Juel, Christa, and Julia continue to offer loving, thoughtful ministry to our children and young people. I am grateful to Sarah Blake for all she contributes, to Debbie Askew, Kitty Quillin, and Lee Cross for helping with St. Paul’s Youth Group, to Macey Olenjack for leading our confirmation class, and to Joby Webb and Wanda Rector who guide our acolytes. I am pleased our children have such wonderful examples of Christian living working with them.
I am grateful to Miko for all she does for St. Paul’s, especially her work as our Sexton. Every Sunday morning when I walk into the sanctuary it radiates with her love and care for this place.
Over the years of my time serving as your rector I have been delighted with the make-up of our Vestry, which has been comprised of long-time members and people new to our community. This pattern continues with today’s election of Jan Gates, Chris Johns, Bob Leonard, and Dee Sage. Our parish leaders help us to see new possibilities while remaining true to our identity and tradition. Many of you have served on the Vestry and know firsthand it is a ministry of service, giving, and guidance.

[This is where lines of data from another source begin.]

//! typedxml - self-describing XML export/import of nested settings
//!
//! Settings values (mappings, sequences, booleans, integers, floats and
//! text) are written as a tree of `<element>` nodes, each tagged with its
//! type, so a document can be read back without a schema.
//!
//! # Quick Start
//!
//! ```
//! use typedxml::{Diagnostics, Mapping, Value};
//! # fn main() -> Result<(), typedxml::Error> {
//! let settings: Mapping = [("b", Value::from(1)), ("a", Value::from("x"))]
//!     .into_iter()
//!     .collect();
//!
//! let mut diagnostics = Diagnostics::new();
//! let xml = typedxml::to_string(&Value::Mapping(settings.clone()), &mut diagnostics);
//! assert!(xml.contains("<element key=\"a\" type=\"string\">x</element>"));
//!
//! let decoded = typedxml::from_str(&xml, &mut diagnostics)?;
//! assert_eq!(decoded, Some(Value::Mapping(settings)));
//! # Ok(())
//! # }
//! ```

#![forbid(unsafe_code)]

pub mod error;
pub use error::{Error, ErrorKind, Pos, Result, Span};

pub mod diagnostics;
pub use diagnostics::{Diagnostic, Diagnostics, Level};

pub mod value;
pub use value::{Mapping, Sequence, Value};

pub mod xml;
pub use xml::{
    Config as XmlConfig, Content as XmlContent, Document as XmlDocument, Element as XmlElement,
    Parser as XmlParser, WriterConfig,
};

pub mod codec;
pub use codec::{decode, decode_document, encode, encode_document, TypeTag};

pub mod settings;
pub use settings::SettingsStore;

pub mod host;
pub use host::{
    export_settings, import_settings, BodyHandler, DataBundle, HandlerLocator, NamedLocator,
    Outcome, SkipReason,
};

pub mod adapter;
pub use adapter::{AdapterConfig, XmlSettingsAdapter};

pub mod bundle;
pub use bundle::{DirectoryBundle, MemoryBundle};

/// Parse an XML document from a string
pub fn parse_xml_str(s: &str) -> Result<XmlDocument> {
    XmlParser::new(s.as_bytes()).parse()
}

/// Parse an XML document from bytes
pub fn parse_xml_bytes(bytes: &[u8]) -> Result<XmlDocument> {
    XmlParser::new(bytes).parse()
}

/// Encode a value into an indented settings document with XML declaration
pub fn to_string(value: &Value, diagnostics: &mut Diagnostics) -> String {
    to_string_with_config(value, WriterConfig::default(), diagnostics)
}

/// Encode a value into a settings document with a custom layout
pub fn to_string_with_config(
    value: &Value,
    config: WriterConfig,
    diagnostics: &mut Diagnostics,
) -> String {
    let doc = encode_document(value, diagnostics);
    xml::write_document(&doc, config)
}

/// Decode a settings document from a string
///
/// `Ok(None)` means the document is well-formed but its root carries no
/// decodable data.
pub fn from_str(s: &str, diagnostics: &mut Diagnostics) -> Result<Option<Value>> {
    from_bytes(s.as_bytes(), diagnostics)
}

/// Decode a settings document from bytes
pub fn from_bytes(bytes: &[u8], diagnostics: &mut Diagnostics) -> Result<Option<Value>> {
    let doc = parse_xml_bytes(bytes)?;
    Ok(decode_document(&doc, diagnostics))
}

/// Decode a settings document with custom parser limits
pub fn from_bytes_with_config(
    bytes: &[u8],
    config: XmlConfig,
    diagnostics: &mut Diagnostics,
) -> Result<Option<Value>> {
    let doc = XmlParser::with_config(bytes, config).parse()?;
    Ok(decode_document(&doc, diagnostics))
}
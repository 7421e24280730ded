//! XML body handler for a settings store

use crate::codec::{decode_document, encode_document};
use crate::diagnostics::Diagnostics;
use crate::error::Result;
use crate::host::BodyHandler;
use crate::settings::SettingsStore;
use crate::value::Value;
use crate::xml::{self, write_document, Document, Parser, WriterConfig};

pub const DEFAULT_NAME: &str = "ldapsettings";
pub const DEFAULT_SUFFIX: &str = ".xml";
pub const DEFAULT_MIME_TYPE: &str = "text/xml";

/// File naming and document layout for [`XmlSettingsAdapter`]
#[derive(Clone, Debug, PartialEq, Eq)]
pub struct AdapterConfig {
    pub name: String,
    pub suffix: String,
    pub mime_type: String,
    pub writer: WriterConfig,
    pub parser: xml::Config,
}

impl Default for AdapterConfig {
    fn default() -> Self {
        Self {
            name: DEFAULT_NAME.to_string(),
            suffix: DEFAULT_SUFFIX.to_string(),
            mime_type: DEFAULT_MIME_TYPE.to_string(),
            writer: WriterConfig::default(),
            parser: xml::Config::default(),
        }
    }
}

impl AdapterConfig {
    /// Default config with a different file name stem
    pub fn named(name: impl Into<String>) -> Self {
        Self {
            name: name.into(),
            ..Self::default()
        }
    }

    pub fn with_suffix(mut self, suffix: impl Into<String>) -> Self {
        self.suffix = suffix.into();
        self
    }

    pub fn with_writer(mut self, writer: WriterConfig) -> Self {
        self.writer = writer;
        self
    }

    pub fn with_parser(mut self, parser: xml::Config) -> Self {
        self.parser = parser;
        self
    }
}

/// Exports a settings store as a typed XML document and merges documents
/// back into it.
#[derive(Debug, Clone, Default)]
pub struct XmlSettingsAdapter<S> {
    settings: S,
    config: AdapterConfig,
}

impl<S: SettingsStore> XmlSettingsAdapter<S> {
    pub fn new(settings: S) -> Self {
        Self::with_config(settings, AdapterConfig::default())
    }

    pub fn with_config(settings: S, config: AdapterConfig) -> Self {
        Self { settings, config }
    }

    pub fn config(&self) -> &AdapterConfig {
        &self.config
    }

    pub fn settings(&self) -> &S {
        &self.settings
    }

    pub fn settings_mut(&mut self) -> &mut S {
        &mut self.settings
    }

    pub fn into_settings(self) -> S {
        self.settings
    }

    /// Encode the whole store under an `<object>` root
    pub fn export_document(&self, diagnostics: &mut Diagnostics) -> Document {
        encode_document(&Value::Mapping(self.settings.snapshot()), diagnostics)
    }

    /// Merge the top-level keys of `doc` into the store.
    ///
    /// A document whose root is not a mapping imports nothing.
    pub fn import_document(&mut self, doc: &Document, diagnostics: &mut Diagnostics) -> Vec<String> {
        match decode_document(doc, diagnostics) {
            Some(Value::Mapping(mapping)) => self.settings.merge(mapping, diagnostics),
            Some(other) => {
                diagnostics.warn(format!(
                    "settings document holds a {} instead of a mapping, nothing imported",
                    other.kind_name()
                ));
                Vec::new()
            }
            None => {
                diagnostics.warn("settings document carries no data, nothing imported");
                Vec::new()
            }
        }
    }
}

impl<S: SettingsStore> BodyHandler for XmlSettingsAdapter<S> {
    fn name(&self) -> &str {
        &self.config.name
    }

    fn suffix(&self) -> &str {
        &self.config.suffix
    }

    fn mime_type(&self) -> &str {
        &self.config.mime_type
    }

    /// `None` when the document would break the limits `set_body` enforces,
    /// so nothing is written that this adapter cannot read back.
    fn body(&self, diagnostics: &mut Diagnostics) -> Option<Vec<u8>> {
        let doc = self.export_document(diagnostics);
        let limits = self.config.parser;

        let depth = doc.root.depth();
        if limits.max_depth > 0 && depth > usize::from(limits.max_depth) {
            diagnostics.warn(format!(
                "settings nest {depth} levels deep, import accepts at most {}",
                limits.max_depth
            ));
            return None;
        }

        let body = write_document(&doc, self.config.writer).into_bytes();
        if limits.max_size > 0 && body.len() > limits.max_size {
            diagnostics.warn(format!(
                "settings document is {} bytes, import accepts at most {}",
                body.len(),
                limits.max_size
            ));
            return None;
        }
        Some(body)
    }

    fn set_body(&mut self, body: &[u8], diagnostics: &mut Diagnostics) -> Result<Vec<String>> {
        let doc = Parser::with_config(body, self.config.parser).parse()?;
        Ok(self.import_document(&doc, diagnostics))
    }
}
//! [`DataBundle`] implementations

use std::io;
use std::path::PathBuf;

use indexmap::IndexMap;
use tracing::debug;

use crate::error::{Error, Result};
use crate::host::DataBundle;

/// Bundle backed by a directory on disk
#[derive(Debug, Clone)]
pub struct DirectoryBundle {
    root: PathBuf,
}

impl DirectoryBundle {
    pub fn new(root: impl Into<PathBuf>) -> Self {
        Self { root: root.into() }
    }

    pub fn path_of(&self, filename: &str) -> PathBuf {
        self.root.join(filename)
    }
}

impl DataBundle for DirectoryBundle {
    fn read_data_file(&self, filename: &str) -> Result<Option<Vec<u8>>> {
        let path = self.path_of(filename);
        match std::fs::read(&path) {
            Ok(body) => Ok(Some(body)),
            Err(err) if err.kind() == io::ErrorKind::NotFound => Ok(None),
            Err(err) => Err(Error::io(path.display().to_string(), &err)),
        }
    }

    fn write_data_file(&mut self, filename: &str, body: &[u8], mime_type: &str) -> Result<()> {
        let path = self.path_of(filename);
        if let Some(parent) = path.parent() {
            std::fs::create_dir_all(parent)
                .map_err(|err| Error::io(parent.display().to_string(), &err))?;
        }
        debug!(path = %path.display(), %mime_type, "writing data file");
        std::fs::write(&path, body).map_err(|err| Error::io(path.display().to_string(), &err))
    }
}

/// In-memory bundle that remembers the MIME type of every file
#[derive(Debug, Clone, Default, PartialEq, Eq)]
pub struct MemoryBundle {
    files: IndexMap<String, (Vec<u8>, String)>,
}

impl MemoryBundle {
    pub fn new() -> Self {
        Self::default()
    }

    pub fn get(&self, filename: &str) -> Option<&[u8]> {
        self.files.get(filename).map(|(body, _)| body.as_slice())
    }

    pub fn mime_type(&self, filename: &str) -> Option<&str> {
        self.files.get(filename).map(|(_, mime)| mime.as_str())
    }

    pub fn len(&self) -> usize {
        self.files.len()
    }

    pub fn is_empty(&self) -> bool {
        self.files.is_empty()
    }

    pub fn filenames(&self) -> impl Iterator<Item = &str> {
        self.files.keys().map(String::as_str)
    }
}

impl DataBundle for MemoryBundle {
    fn read_data_file(&self, filename: &str) -> Result<Option<Vec<u8>>> {
        Ok(self.get(filename).map(<[u8]>::to_vec))
    }

    fn write_data_file(&mut self, filename: &str, body: &[u8], mime_type: &str) -> Result<()> {
        self.files
            .insert(filename.to_string(), (body.to_vec(), mime_type.to_string()));
        Ok(())
    }
}
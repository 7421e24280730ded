//! XML data model

use indexmap::IndexMap;

/// XML document
#[derive(Clone, Debug, PartialEq)]
pub struct Document {
    pub root: Element,
}

impl Document {
    pub fn new(root: Element) -> Self {
        Self { root }
    }
}

/// XML element
#[derive(Clone, Debug, PartialEq)]
pub struct Element {
    pub name: String,
    pub attributes: IndexMap<String, String>,
    pub children: Vec<Content>,
}

/// XML content node
#[derive(Clone, Debug, PartialEq)]
pub enum Content {
    Element(Element),
    Text(String),
}

impl Element {
    /// Create an empty element
    pub fn new(name: impl Into<String>) -> Self {
        Self {
            name: name.into(),
            attributes: IndexMap::new(),
            children: Vec::new(),
        }
    }

    /// Look up an attribute value
    pub fn attribute(&self, name: &str) -> Option<&str> {
        self.attributes.get(name).map(String::as_str)
    }

    /// Set an attribute, keeping its original position if it already exists
    pub fn set_attribute(&mut self, name: impl Into<String>, value: impl Into<String>) {
        self.attributes.insert(name.into(), value.into());
    }

    pub fn push_element(&mut self, element: Self) {
        self.children.push(Content::Element(element));
    }

    pub fn push_text(&mut self, text: impl Into<String>) {
        self.children.push(Content::Text(text.into()));
    }

    /// Iterate over child elements, skipping text
    pub fn child_elements(&self) -> impl Iterator<Item = &Self> {
        self.children.iter().filter_map(|child| match child {
            Content::Element(element) => Some(element),
            Content::Text(_) => None,
        })
    }

    /// Concatenated text of the direct text children
    pub fn text(&self) -> String {
        self.children
            .iter()
            .filter_map(|child| match child {
                Content::Text(text) => Some(text.as_str()),
                Content::Element(_) => None,
            })
            .collect()
    }

    /// True if any direct child is text
    pub fn has_text(&self) -> bool {
        self.children
            .iter()
            .any(|child| matches!(child, Content::Text(_)))
    }

    /// Nesting depth counting this element as 1
    pub fn depth(&self) -> usize {
        1 + self.child_elements().map(Self::depth).max().unwrap_or(0)
    }
}

/// Whether `ch` matches the XML 1.0 `Char` production
pub fn is_xml_char(ch: char) -> bool {
    matches!(
        ch,
        '\t' | '\n' | '\r' | '\u{20}'..='\u{D7FF}' | '\u{E000}'..='\u{FFFD}' | '\u{10000}'..
    )
}

#[cfg(test)]
mod tests {
    use super::*;

    #[test]
    fn test_attribute_order_is_insertion_order() {
        let mut element = Element::new("element");
        element.set_attribute("key", "a");
        element.set_attribute("type", "int");
        element.set_attribute("key", "b");
        let names: Vec<&String> = element.attributes.keys().collect();
        assert_eq!(names, vec!["key", "type"]);
        assert_eq!(element.attribute("key"), Some("b"));
        assert_eq!(element.attribute("missing"), None);
    }

    #[test]
    fn test_text_and_children() {
        let mut element = Element::new("object");
        element.push_text("  ");
        element.push_element(Element::new("element"));
        element.push_text("x");
        assert_eq!(element.text(), "  x");
        assert_eq!(element.child_elements().count(), 1);
        assert!(element.has_text());
        assert!(!Element::new("empty").has_text());
    }

    #[test]
    fn test_depth() {
        let mut inner = Element::new("element");
        inner.push_element(Element::new("element"));
        let mut root = Element::new("object");
        root.push_text("x");
        root.push_element(Element::new("element"));
        root.push_element(inner);
        assert_eq!(root.depth(), 3);
        assert_eq!(Element::new("object").depth(), 1);
    }

    #[test]
    fn test_xml_chars() {
        assert!(is_xml_char('a'));
        assert!(is_xml_char('\t'));
        assert!(is_xml_char('\r'));
        assert!(is_xml_char('\u{7f}'));
        assert!(is_xml_char('\u{1F600}'));
        assert!(!is_xml_char('\0'));
        assert!(!is_xml_char('\u{1}'));
        assert!(!is_xml_char('\u{1b}'));
        assert!(!is_xml_char('\u{FFFE}'));
        assert!(!is_xml_char('\u{FFFF}'));
    }
}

I will be interested to see where we are in three years when we gather as a parish, in part, to thank today’s class of 2021 for their time on the Vestry. Will the wine have run out of this place? Or will water already present but unnoticed be transformed into something life-giving and energizing for our parish? If the next three years are anything like the last three than there will be leaks in the roof to fix, finances will be tight, but adequate, and a bear or two will roam through the parking lot. And, if the next three years are at all like the last than new faces will adorn our congregation, new ideas and initiatives will fuel new avenues for ministry and adventure, and a spirit of joy and goodwill will permeate everything we do in and through this place.
I look forward to being with you on that day and being a part of all that happens between now and then. I look forward to all that God has in store for us. I even look forward to Al’s next pun (but don’t let him know!).